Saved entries
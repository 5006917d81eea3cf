//! Rendering-surface capability set.
//!
//! The display surface is an external collaborator. The cache layer only
//! ever asks it to load a URL and to read or force its scroll offset;
//! everything the surface reports back arrives as typed [`SurfaceEvent`]s
//! on an mpsc channel wired by the embedding application.

use url::Url;

use offpage_core::Point;

/// Commands the cache layer issues to the display surface.
///
/// Implementations marshal each call onto the surface's own execution
/// context. All calls originate from the task running the document
/// loader, never from background fetch completions directly.
pub trait RenderSurface: Send + Sync + 'static {
    /// Ask the surface to load a URL (always an interception-scheme URL,
    /// so the request transits the scheme interceptor).
    fn load(&self, url: &Url);

    /// The surface's current scroll offset.
    fn scroll_offset(&self) -> Point;

    /// Force the scroll offset, never animated.
    fn set_scroll_offset(&self, offset: Point);
}

/// Notifications emitted by the display surface.
///
/// The embedding application forwards these into the loader's event
/// channel from the surface's own context; the loader consumes them in
/// arrival order.
#[derive(Debug, Clone, Copy, PartialEq)]
pub enum SurfaceEvent {
    /// A navigation is about to start.
    WillStart,
    /// The surface committed new content.
    DidCommit,
    /// The surface finished loading.
    DidFinish,
    /// The scroll offset changed (user- or layout-driven).
    ScrollChanged(Point),
    /// The reader began a drag gesture.
    DragBegan,
    /// Load progress changed, 0.0 to 1.0.
    Progress(f64),
}
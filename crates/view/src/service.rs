//! Cache service composition root.
//!
//! One explicitly constructed instance owns the content store, the
//! position store, and the transport; the embedding application passes it
//! to every component that needs them. There is no implicit global state.

use std::sync::Arc;

use offpage_client::{FetchConfig, HttpTransport, Transport};
use offpage_core::{AppConfig, ContentStore, Error, PositionDb, addressing};

use crate::interceptor::SchemeInterceptor;
use crate::orchestrator::DocumentLoader;
use crate::surface::RenderSurface;

/// The cache service: stores plus transport, built once at startup.
pub struct CacheService {
    config: AppConfig,
    content: ContentStore,
    positions: PositionDb,
    transport: Arc<dyn Transport>,
}

impl CacheService {
    /// Build the service from configuration: open both stores and
    /// construct the HTTP transport.
    pub async fn open(config: AppConfig) -> Result<Self, Error> {
        let content = ContentStore::open(&config.cache_dir).await?;
        let positions = PositionDb::open(&config.positions_db).await?;
        let transport = HttpTransport::new(FetchConfig {
            user_agent: config.user_agent.clone(),
            max_bytes: config.max_bytes,
            timeout: config.timeout(),
            max_redirects: config.max_redirects,
        })?;
        Ok(Self { config, content, positions, transport: Arc::new(transport) })
    }

    /// Assemble the service from already-built parts. Used by embedders
    /// that supply their own transport, and by tests.
    pub fn from_parts(
        config: AppConfig, content: ContentStore, positions: PositionDb, transport: Arc<dyn Transport>,
    ) -> Self {
        Self { config, content, positions, transport }
    }

    /// A scheme handler for the interception schemes, to be installed on
    /// the display surface's URL-scheme facility.
    pub fn interceptor(&self) -> SchemeInterceptor {
        SchemeInterceptor::new(self.content.clone(), self.transport.clone())
    }

    /// A loader driving one document view for the given logical URL.
    pub fn loader<S: RenderSurface>(&self, surface: Arc<S>, url: &str) -> Result<DocumentLoader<S>, Error> {
        DocumentLoader::new(
            surface,
            self.content.clone(),
            self.positions.clone(),
            self.transport.clone(),
            url,
            self.config.settle(),
        )
    }

    /// Fetch a URL through the transport and write it through the cache.
    ///
    /// Returns the cache key and whether the stored bytes changed.
    pub async fn warm(&self, url: &str) -> Result<(String, bool), Error> {
        let logical = addressing::canonicalize(url)?;
        let key = addressing::cache_key(logical.as_str())?;
        let bytes = self.transport.fetch(&logical).await?;
        let changed = self.content.put_if_changed(&key, bytes).await?;
        tracing::debug!("warmed {} (changed: {changed})", logical);
        Ok((key, changed))
    }

    pub fn config(&self) -> &AppConfig {
        &self.config
    }

    pub fn content(&self) -> &ContentStore {
        &self.content
    }

    pub fn positions(&self) -> &PositionDb {
        &self.positions
    }
}
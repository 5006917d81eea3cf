//! Core types and shared functionality for offpage.
//!
//! This crate provides:
//! - URL canonicalization and content addressing
//! - File-backed content store
//! - SQLite-backed scroll-position store
//! - Unified error types
//! - Configuration structures

pub mod addressing;
pub mod config;
pub mod error;
pub mod position;
pub mod store;

pub use config::AppConfig;
pub use error::Error;
pub use position::{Point, PositionDb};
pub use store::ContentStore;
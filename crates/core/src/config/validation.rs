//! Configuration validation rules.
//!
//! Validation logic for `AppConfig` values after they have been loaded
//! from environment, files, or defaults.

use thiserror::Error;

use crate::config::AppConfig;

/// Configuration validation errors.
#[derive(Debug, Error)]
pub enum ConfigError {
    #[error("failed to load configuration: {0}")]
    LoadFailed(String),

    #[error("invalid configuration: {field} - {reason}")]
    Invalid { field: String, reason: String },
}

impl AppConfig {
    /// Validate configuration values after loading.
    ///
    /// # Errors
    ///
    /// Returns `ConfigError::Invalid` if:
    /// - `max_bytes` is 0 or exceeds 50MB
    /// - `timeout_ms` is less than 100ms or exceeds 5 minutes
    /// - `settle_ms` exceeds 10 seconds
    /// - `max_redirects` exceeds 10
    /// - `user_agent` is empty
    pub fn validate(&self) -> Result<(), ConfigError> {
        if self.max_bytes == 0 {
            return Err(ConfigError::Invalid { field: "max_bytes".into(), reason: "must be greater than 0".into() });
        }
        if self.max_bytes > 50 * 1024 * 1024 {
            return Err(ConfigError::Invalid { field: "max_bytes".into(), reason: "must not exceed 50MB".into() });
        }

        if self.timeout_ms < 100 {
            return Err(ConfigError::Invalid { field: "timeout_ms".into(), reason: "must be at least 100ms".into() });
        }
        if self.timeout_ms > 300_000 {
            return Err(ConfigError::Invalid {
                field: "timeout_ms".into(),
                reason: "must not exceed 5 minutes (300000ms)".into(),
            });
        }

        if self.settle_ms > 10_000 {
            return Err(ConfigError::Invalid {
                field: "settle_ms".into(),
                reason: "must not exceed 10 seconds (10000ms)".into(),
            });
        }

        if self.max_redirects > 10 {
            return Err(ConfigError::Invalid { field: "max_redirects".into(), reason: "must not exceed 10".into() });
        }

        if self.user_agent.is_empty() {
            return Err(ConfigError::Invalid { field: "user_agent".into(), reason: "must not be empty".into() });
        }

        Ok(())
    }
}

TRY IT
Exactly as they appear above, give the entries again.

WRITTEN RESPONSE
repository 5006917d81eea3cf
//! Rendering-surface capability set.
//!
//! The display surface is an external collaborator. The cache layer only
//! ever asks it to load a URL and to read or force its scroll offset;
//! everything the surface reports back arrives as typed [`SurfaceEvent`]s
//! on an mpsc channel wired by the embedding application.

use url::Url;

use offpage_core::Point;

/// Commands the cache layer issues to the display surface.
///
/// Implementations marshal each call onto the surface's own execution
/// context. All calls originate from the task running the document
/// loader, never from background fetch completions directly.
pub trait RenderSurface: Send + Sync + 'static {
    /// Ask the surface to load a URL (always an interception-scheme URL,
    /// so the request transits the scheme interceptor).
    fn load(&self, url: &Url);

    /// The surface's current scroll offset.
    fn scroll_offset(&self) -> Point;

    /// Force the scroll offset, never animated.
    fn set_scroll_offset(&self, offset: Point);
}

/// Notifications emitted by the display surface.
///
/// The embedding application forwards these into the loader's event
/// channel from the surface's own context; the loader consumes them in
/// arrival order.
#[derive(Debug, Clone, Copy, PartialEq)]
pub enum SurfaceEvent {
    /// A navigation is about to start.
    WillStart,
    /// The surface committed new content.
    DidCommit,
    /// The surface finished loading.
    DidFinish,
    /// The scroll offset changed (user- or layout-driven).
    ScrollChanged(Point),
    /// The reader began a drag gesture.
    DragBegan,
    /// Load progress changed, 0.0 to 1.0.
    Progress(f64),
}
filename crates/view/src/service.rs
//! Cache service composition root.
//!
//! One explicitly constructed instance owns the content store, the
//! position store, and the transport; the embedding application passes it
//! to every component that needs them. There is no implicit global state.

use std::sync::Arc;

use offpage_client::{FetchConfig, HttpTransport, Transport};
use offpage_core::{AppConfig, ContentStore, Error, PositionDb, addressing};

use crate::interceptor::SchemeInterceptor;
use crate::orchestrator::DocumentLoader;
use crate::surface::RenderSurface;

/// The cache service: stores plus transport, built once at startup.
pub struct CacheService {
    config: AppConfig,
    content: ContentStore,
    positions: PositionDb,
    transport: Arc<dyn Transport>,
}

impl CacheService {
    /// Build the service from configuration: open both stores and
    /// construct the HTTP transport.
    pub async fn open(config: AppConfig) -> Result<Self, Error> {
        let content = ContentStore::open(&config.cache_dir).await?;
        let positions = PositionDb::open(&config.positions_db).await?;
        let transport = HttpTransport::new(FetchConfig {
            user_agent: config.user_agent.clone(),
            max_bytes: config.max_bytes,
            timeout: config.timeout(),
            max_redirects: config.max_redirects,
        })?;
        Ok(Self { config, content, positions, transport: Arc::new(transport) })
    }

    /// Assemble the service from already-built parts. Used by embedders
    /// that supply their own transport, and by tests.
    pub fn from_parts(
        config: AppConfig, content: ContentStore, positions: PositionDb, transport: Arc<dyn Transport>,
    ) -> Self {
        Self { config, content, positions, transport }
    }

    /// A scheme handler for the interception schemes, to be installed on
    /// the display surface's URL-scheme facility.
    pub fn interceptor(&self) -> SchemeInterceptor {
        SchemeInterceptor::new(self.content.clone(), self.transport.clone())
    }

    /// A loader driving one document view for the given logical URL.
    pub fn loader<S: RenderSurface>(&self, surface: Arc<S>, url: &str) -> Result<DocumentLoader<S>, Error> {
        DocumentLoader::new(
            surface,
            self.content.clone(),
            self.positions.clone(),
            self.transport.clone(),
            url,
            self.config.settle(),
        )
    }

    /// Fetch a URL through the transport and write it through the cache.
    ///
    /// Returns the cache key and whether the stored bytes changed.
    pub async fn warm(&self, url: &str) -> Result<(String, bool), Error> {
        let logical = addressing::canonicalize(url)?;
        let key = addressing::cache_key(logical.as_str())?;
        let bytes = self.transport.fetch(&logical).await?;
        let changed = self.content.put_if_changed(&key, bytes).await?;
        tracing::debug!("warmed {} (changed: {changed})", logical);
        Ok((key, changed))
    }

    pub fn config(&self) -> &AppConfig {
        &self.config
    }

    pub fn content(&self) -> &ContentStore {
        &self.content
    }

    pub fn positions(&self) -> &PositionDb {
        &self.positions
    }
}
repository 5006917d81eea3cf
//! Core types and shared functionality for offpage.
//!
//! This crate provides:
//! - URL canonicalization and content addressing
//! - File-backed content store
//! - SQLite-backed scroll-position store
//! - Unified error types
//! - Configuration structures

pub mod addressing;
pub mod config;
pub mod error;
pub mod position;
pub mod store;

pub use config::AppConfig;
pub use error::Error;
pub use position::{Point, PositionDb};
pub use store::ContentStore;
filename crates/core/src/config/validation.rs
//! Configuration validation rules.
//!
//! Validation logic for `AppConfig` values after they have been loaded
//! from environment, files, or defaults.

use thiserror::Error;

use crate::config::AppConfig;

/// Configuration validation errors.
#[derive(Debug, Error)]
pub enum ConfigError {
    #[error("failed to load configuration: {0}")]
    LoadFailed(String),

    #[error("invalid configuration: {field} - {reason}")]
    Invalid { field: String, reason: String },
}

impl AppConfig {
    /// Validate configuration values after loading.
    ///
    /// # Errors
    ///
    /// Returns `ConfigError::Invalid` if:
    /// - `max_bytes` is 0 or exceeds 50MB
    /// - `timeout_ms` is less than 100ms or exceeds 5 minutes
    /// - `settle_ms` exceeds 10 seconds
    /// - `max_redirects` exceeds 10
    /// - `user_agent` is empty
    pub fn validate(&self) -> Result<(), ConfigError> {
        if self.max_bytes == 0 {
            return Err(ConfigError::Invalid { field: "max_bytes".into(), reason: "must be greater than 0".into() });
        }
        if self.max_bytes > 50 * 1024 * 1024 {
            return Err(ConfigError::Invalid { field: "max_bytes".into(), reason: "must not exceed 50MB".into() });
        }

        if self.timeout_ms < 100 {
            return Err(ConfigError::Invalid { field: "timeout_ms".into(), reason: "must be at least 100ms".into() });
        }
        if self.timeout_ms > 300_000 {
            return Err(ConfigError::Invalid {
                field: "timeout_ms".into(),
                reason: "must not exceed 5 minutes (300000ms)".into(),
            });
        }

        if self.settle_ms > 10_000 {
            return Err(ConfigError::Invalid {
                field: "settle_ms".into(),
                reason: "must not exceed 10 seconds (10000ms)".into(),
            });
        }

        if self.max_redirects > 10 {
            return Err(ConfigError::Invalid { field: "max_redirects".into(), reason: "must not exceed 10".into() });
        }

        if self.user_agent.is_empty() {
            return Err(ConfigError::Invalid { field: "user_agent".into(), reason: "must not be empty".into() });
        }

        Ok(())
    }
}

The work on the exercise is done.